Omni-Path’s switching fabric ties everything together. It provides extremely high traffic throughput on each of the switch ports, minimizing latency. In addition, the fabric has a very efficient automatic error detection and correction mechanism that avoids wasteful end-to-end retries and added latency. (InfiniBand EDR is equally as good detecting single or multi-byte errors, but it does add unwanted latency.)

The fine grain control of the data moving over the Intel fabric also allows users to add Quality of Service (QoS) features to the flow. Data can be sliced into small increments allowing users to make more accurate and appropriate decisions about traffic priorities.

Breaking it down

Here’s a brief overview of the four main components that make up the Omni-Path product line:

Host Fabric Interface (HFI) ASIC – HFI will be used in Intel-branded PCIe-based adapters, integrated into both Xeon processors and Xeon Phi processors, and will also be used in third party products.
Switch ASIC – The switch silicon will be used in Intel Edge Switch products and Intel Director Class Switch products, and will also be used in third party switches.
Software components – Host side drivers, switch management firmware, and Intel Fabric Suite fabric management software
Intel Silicon Photonics transceivers and cables – Silicon photonics transceivers integrated into the Director Class Switch (DCS), enabling high-density switch products and simplified cabling

Leveraging the Open Fabric Alliance

The Intel Omni-Path Architecture strategy is to leverage the OpenFabrics Alliance (OFA) software architecture. This allows Omni-Path to be compatible with the large base of True Scale and InfiniBand applications that have been developed over time.
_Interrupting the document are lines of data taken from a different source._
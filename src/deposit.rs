//! Deposition orchestration.
//!
//! One deposition is one blocking unit of work:
//! `collecting -> translated -> document_built -> valid -> packaged ->
//! uploaded`, with `invalid` as terminal abort. Each arrow is one-way; a
//! failure at any stage ends the attempt and the operator re-runs the whole
//! step to retry.

use std::fmt;
use std::path::{Path, PathBuf};

use tracing::info;

use crate::config::Config;
use crate::credentials::{self, ApiToken};
use crate::cwl::{self, CwltoolValidator, DiagramRenderer, DocumentValidator, DotRenderer};
use crate::error::{Error, Result};
use crate::hub::{HubClient, HubReceipt, Submission};
use crate::pipeline;
use crate::rocrate::RoCrate;

/// Workflow document filename inside the output directory and the crate.
pub const WORKFLOW_CWL: &str = "workflow.cwl";

/// Raw run export filename inside the crate.
pub const WORKFLOW_JSON: &str = "workflow.json";

/// Crate archive filename.
pub const WORKFLOW_CRATE: &str = "workflow.crate.zip";

/// Appended to every crate description so a reader can re-run the pipeline.
const REPRODUCE_NOTE: &str = "\r\n\r\n In order to reproduce this workflow install Scipion \
software (http://scipion.i2pc.es/) and import the workflow.json file";

/// Stages of one deposition attempt.
#[derive(Debug, Clone, Copy, PartialEq, Eq)]
pub enum DepositionStage {
    Collecting,
    Translated,
    DocumentBuilt,
    Valid,
    Invalid,
    Packaged,
    Uploaded,
}

impl fmt::Display for DepositionStage {
    fn fmt(&self, f: &mut fmt::Formatter<'_>) -> fmt::Result {
        match self {
            Self::Collecting => write!(f, "collecting"),
            Self::Translated => write!(f, "translated"),
            Self::DocumentBuilt => write!(f, "document_built"),
            Self::Valid => write!(f, "valid"),
            Self::Invalid => write!(f, "invalid"),
            Self::Packaged => write!(f, "packaged"),
            Self::Uploaded => write!(f, "uploaded"),
        }
    }
}

/// Operator-supplied entry metadata for one deposition.
#[derive(Debug, Clone)]
pub struct DepositionRequest {
    /// Crate and workflow title.
    pub title: String,
    /// Crate and workflow description.
    pub description: String,
    /// Keywords describing the workflow topics.
    pub keywords: Vec<String>,
    /// Publishing person.
    pub publisher: String,
    /// Workflow authors beyond the publisher.
    pub authors: Vec<String>,
    /// WorkflowHub team the entry belongs to.
    pub team_id: String,
    /// New entry, or new version of an existing one.
    pub submission: Submission,
}

/// Result of a completed deposition.
#[derive(Debug, Clone)]
pub struct DepositionOutcome {
    /// Where the crate archive was written.
    pub crate_path: PathBuf,
    /// What WorkflowHub reported back.
    pub receipt: HubReceipt,
}

/// A single-use deposition runner.
pub struct Deposition {
    config: Config,
    validator: Box<dyn DocumentValidator>,
    renderer: Box<dyn DiagramRenderer>,
}

impl Deposition {
    /// Create a runner with the default cwltool/dot collaborators.
    pub fn new(config: Config) -> Self {
        let validator = CwltoolValidator::new(config.tools.cwltool.clone());
        let renderer = DotRenderer::new(config.tools.cwltool.clone(), config.tools.dot.clone());
        Self {
            config,
            validator: Box::new(validator),
            renderer: Box::new(renderer),
        }
    }

    /// Replace the document validator.
    pub fn with_validator(mut self, validator: Box<dyn DocumentValidator>) -> Self {
        self.validator = validator;
        self
    }

    /// Replace the diagram renderer.
    pub fn with_renderer(mut self, renderer: Box<dyn DiagramRenderer>) -> Self {
        self.renderer = renderer;
        self
    }

    /// Run the attempt up to and including packaging; returns the crate path.
    ///
    /// Stops with an error before any archive is written when translation
    /// fails or the document does not validate.
    pub async fn prepare(&self, project: &Path, request: &DepositionRequest) -> Result<PathBuf> {
        info!(stage = %DepositionStage::Collecting, project = %project.display(), "Reading run export");
        let raw_export = tokio::fs::read_to_string(project).await?;
        let graph = pipeline::parse_run_graph(&raw_export)?;

        let records = pipeline::translate(&graph);
        info!(stage = %DepositionStage::Translated, steps = records.len(), "Translated run graph");

        let document = cwl::build_document(&records, &request.title, &request.description);
        let out_dir = self.output_dir(project);
        tokio::fs::create_dir_all(&out_dir).await?;
        let cwl_path = out_dir.join(WORKFLOW_CWL);
        info!(stage = %DepositionStage::DocumentBuilt, path = %cwl_path.display(), "Saving CWL");
        let valid = cwl::emit(&document, &cwl_path, self.validator.as_ref()).await?;

        if !valid {
            info!(stage = %DepositionStage::Invalid, "cwltool rejected the document");
            return Err(Error::Validation(
                "The workflow document is not valid CWL; it is not possible to create the crate"
                    .to_string(),
            ));
        }
        info!(stage = %DepositionStage::Valid, "Document is valid CWL");

        let diagram = self.renderer.render(&cwl_path).await?;

        let workflow_bytes = tokio::fs::read(&cwl_path).await?;
        let mut ro_crate = RoCrate::new(
            &request.title,
            format!("{}{}", request.description, REPRODUCE_NOTE),
            WORKFLOW_CWL,
            workflow_bytes,
        )
        .with_publisher(&request.publisher)
        .with_authors(request.authors.clone())
        .with_keywords(request.keywords.clone())
        .with_file(WORKFLOW_JSON, raw_export.into_bytes());

        if let Some(diagram_path) = diagram {
            let name = diagram_path
                .file_name()
                .map(|n| n.to_string_lossy().into_owned())
                .unwrap_or_else(|| "workflow.svg".to_string());
            let bytes = tokio::fs::read(&diagram_path).await?;
            ro_crate = ro_crate.with_image(name, bytes);
        }

        let crate_path = out_dir.join(WORKFLOW_CRATE);
        ro_crate.write_zip(&crate_path)?;
        info!(stage = %DepositionStage::Packaged, path = %crate_path.display(), "Crate created");
        Ok(crate_path)
    }

    /// Run the whole attempt: prepare, then upload.
    pub async fn run(
        &self,
        project: &Path,
        request: &DepositionRequest,
    ) -> Result<DepositionOutcome> {
        let crate_path = self.prepare(project, request).await?;

        let token = ApiToken::from_env()?;
        let client = HubClient::new(&self.config, token)?;
        let receipt = client
            .submit(&crate_path, &request.team_id, &request.submission)
            .await?;
        info!(stage = %DepositionStage::Uploaded, url = %receipt.url, "Deposition complete");

        Ok(DepositionOutcome {
            crate_path,
            receipt,
        })
    }

    fn output_dir(&self, project: &Path) -> PathBuf {
        if let Some(dir) = &self.config.output.dir {
            return dir.clone();
        }
        match project.parent() {
            Some(parent) if !parent.as_os_str().is_empty() => parent.to_path_buf(),
            _ => PathBuf::from("."),
        }
    }
}

/// Report setup problems before an attempt: a missing Graphviz `dot`
/// executable and a missing API token.
pub fn preflight(config: &Config) -> Vec<String> {
    let mut issues = Vec::new();
    if !executable_in_path(&config.tools.dot) {
        issues.push(
            "The Graphviz dot tool is not installed and the WorkflowHub entry will not have \
             a proper diagram."
                .to_string(),
        );
    }
    if !ApiToken::is_configured() {
        issues.push(format!(
            "Environment variable {} is not set.",
            credentials::WORKFLOWHUB_API_TOKEN
        ));
    }
    issues
}

fn executable_in_path(name: &str) -> bool {
    let candidate = Path::new(name);
    if candidate.components().count() > 1 {
        return candidate.is_file();
    }
    std::env::var_os("PATH")
        .map(|paths| std::env::split_paths(&paths).any(|dir| dir.join(name).is_file()))
        .unwrap_or(false)
}

#[cfg(test)]
mod tests {
    use super::*;
    use async_trait::async_trait;

    struct AcceptAll;

    #[async_trait]
    impl DocumentValidator for AcceptAll {
        async fn validate(&self, _document: &Path) -> Result<bool> {
            Ok(true)
        }
    }

    struct RejectAll;

    #[async_trait]
    impl DocumentValidator for RejectAll {
        async fn validate(&self, _document: &Path) -> Result<bool> {
            Ok(false)
        }
    }

    struct NoDiagram;

    #[async_trait]
    impl DiagramRenderer for NoDiagram {
        async fn render(&self, _document: &Path) -> Result<Option<PathBuf>> {
            Ok(None)
        }
    }

    fn request() -> DepositionRequest {
        DepositionRequest {
            title: "spa workflow".to_string(),
            description: "single particle run".to_string(),
            keywords: vec!["cryoem".to_string()],
            publisher: "John Doe".to_string(),
            authors: vec![],
            team_id: "12".to_string(),
            submission: Submission::New,
        }
    }

    fn write_project(dir: &Path) -> PathBuf {
        let path = dir.join("project.json");
        std::fs::write(
            &path,
            r#"[
                {"id": "1", "class": "ProtImportVolumes", "label": "import", "summary": "ok",
                 "outputs": [{"id": "vol", "class": "Volume"}]},
                {"id": "2", "class": "ProtCreateMask3D", "label": "mask", "summary": "ok",
                 "inputs": [{"id": "vol", "class": "Volume"}]}
            ]"#,
        )
        .unwrap();
        path
    }

    fn deposition() -> Deposition {
        Deposition::new(Config::default())
            .with_validator(Box::new(AcceptAll))
            .with_renderer(Box::new(NoDiagram))
    }

    #[tokio::test]
    async fn test_prepare_creates_document_and_crate() {
        let dir = tempfile::tempdir().unwrap();
        let project = write_project(dir.path());

        let crate_path = deposition().prepare(&project, &request()).await.unwrap();
        assert_eq!(crate_path, dir.path().join(WORKFLOW_CRATE));
        assert!(crate_path.is_file());
        assert!(dir.path().join(WORKFLOW_CWL).is_file());

        let cwl = std::fs::read_to_string(dir.path().join(WORKFLOW_CWL)).unwrap();
        assert!(cwl.contains("source: 1_ProtImportVolumes/vol"));
    }

    #[tokio::test]
    async fn test_invalid_document_aborts_before_packaging() {
        let dir = tempfile::tempdir().unwrap();
        let project = write_project(dir.path());

        let result = Deposition::new(Config::default())
            .with_validator(Box::new(RejectAll))
            .with_renderer(Box::new(NoDiagram))
            .prepare(&project, &request())
            .await;

        assert!(result.is_err());
        assert_eq!(result.unwrap_err().code(), "VALIDATION_ERROR");
        assert!(!dir.path().join(WORKFLOW_CRATE).exists());
    }

    #[tokio::test]
    async fn test_malformed_export_aborts_before_document() {
        let dir = tempfile::tempdir().unwrap();
        let project = dir.path().join("project.json");
        std::fs::write(&project, r#"[{"id": "1", "class": "Prot"}]"#).unwrap();

        let result = deposition().prepare(&project, &request()).await;
        assert!(result.is_err());
        assert_eq!(result.unwrap_err().code(), "PARSE_ERROR");
        assert!(!dir.path().join(WORKFLOW_CWL).exists());
    }

    #[test]
    fn test_stage_display() {
        assert_eq!(DepositionStage::Collecting.to_string(), "collecting");
        assert_eq!(DepositionStage::DocumentBuilt.to_string(), "document_built");
        assert_eq!(DepositionStage::Uploaded.to_string(), "uploaded");
    }

    #[test]
    fn test_executable_lookup() {
        assert!(executable_in_path("sh"));
        assert!(!executable_in_path("wfhub-definitely-missing-tool"));
    }
}
//! Additional support options a visit can request.

use serde::{Deserialize, Serialize};

use crate::error::CoreError;

/// The closed set of support options offered by the booking flow.
#[derive(Debug, Clone, Copy, PartialEq, Eq, Hash, Serialize, Deserialize)]
#[serde(rename_all = "SCREAMING_SNAKE_CASE")]
pub enum SupportType {
    Wheelchair,
    InductionLoop,
    BslInterpreter,
    MaskExempt,
    Other,
}

pub const ALL_SUPPORT_TYPES: [SupportType; 5] = [
    SupportType::Wheelchair,
    SupportType::InductionLoop,
    SupportType::BslInterpreter,
    SupportType::MaskExempt,
    SupportType::Other,
];

impl SupportType {
    /// Parse a support code from form input.
    pub fn from_code(code: &str) -> Result<Self, CoreError> {
        match code {
            "WHEELCHAIR" => Ok(Self::Wheelchair),
            "INDUCTION_LOOP" => Ok(Self::InductionLoop),
            "BSL_INTERPRETER" => Ok(Self::BslInterpreter),
            "MASK_EXEMPT" => Ok(Self::MaskExempt),
            "OTHER" => Ok(Self::Other),
            _ => Err(CoreError::Validation(format!(
                "Invalid support type '{code}'"
            ))),
        }
    }

    pub fn code(self) -> &'static str {
        match self {
            Self::Wheelchair => "WHEELCHAIR",
            Self::InductionLoop => "INDUCTION_LOOP",
            Self::BslInterpreter => "BSL_INTERPRETER",
            Self::MaskExempt => "MASK_EXEMPT",
            Self::Other => "OTHER",
        }
    }

    pub fn label(self) -> &'static str {
        match self {
            Self::Wheelchair => "Wheelchair ramp",
            Self::InductionLoop => "Portable induction loop for people with hearing aids",
            Self::BslInterpreter => "British Sign Language (BSL) Interpreter",
            Self::MaskExempt => "Mask exemption",
            Self::Other => "Other",
        }
    }
}

/// One requested support item. `text` is only set for [`SupportType::Other`].
#[derive(Debug, Clone, PartialEq, Eq, Serialize, Deserialize)]
pub struct VisitorSupport {
    #[serde(rename = "type")]
    pub support_type: SupportType,
    #[serde(skip_serializing_if = "Option::is_none")]
    pub text: Option<String>,
}

#[cfg(test)]
mod tests {
    use super::*;

    #[test]
    fn codes_round_trip() {
        for support_type in ALL_SUPPORT_TYPES {
            assert_eq!(SupportType::from_code(support_type.code()).unwrap(), support_type);
            assert!(!support_type.label().is_empty());
        }
    }

    #[test]
    fn unknown_code_rejected() {
        assert!(SupportType::from_code("JETPACK").is_err());
        assert!(SupportType::from_code("wheelchair").is_err());
    }

    #[test]
    fn serializes_with_type_key() {
        let support = VisitorSupport {
            support_type: SupportType::Other,
            text: Some("Needs a chair".into()),
        };
        let json = serde_json::to_value(&support).unwrap();
        assert_eq!(json["type"], "OTHER");
        assert_eq!(json["text"], "Needs a chair");
    }
}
The OFA also provides access to the set of mature protocols contained in the OFED (Open Fabric Enterprise Distribution) release.

Omni-Path has a lot going for it. It’s a complete end-to-end solution with a full range of switches, adapters, software, cabling and silicon. It is an optimized CPU, host and fabric architecture that cost effectively scales from entry to extreme deployments. Omni-Path is compatible with existing True Scale Fabric and Open Fabric Alliance APIs.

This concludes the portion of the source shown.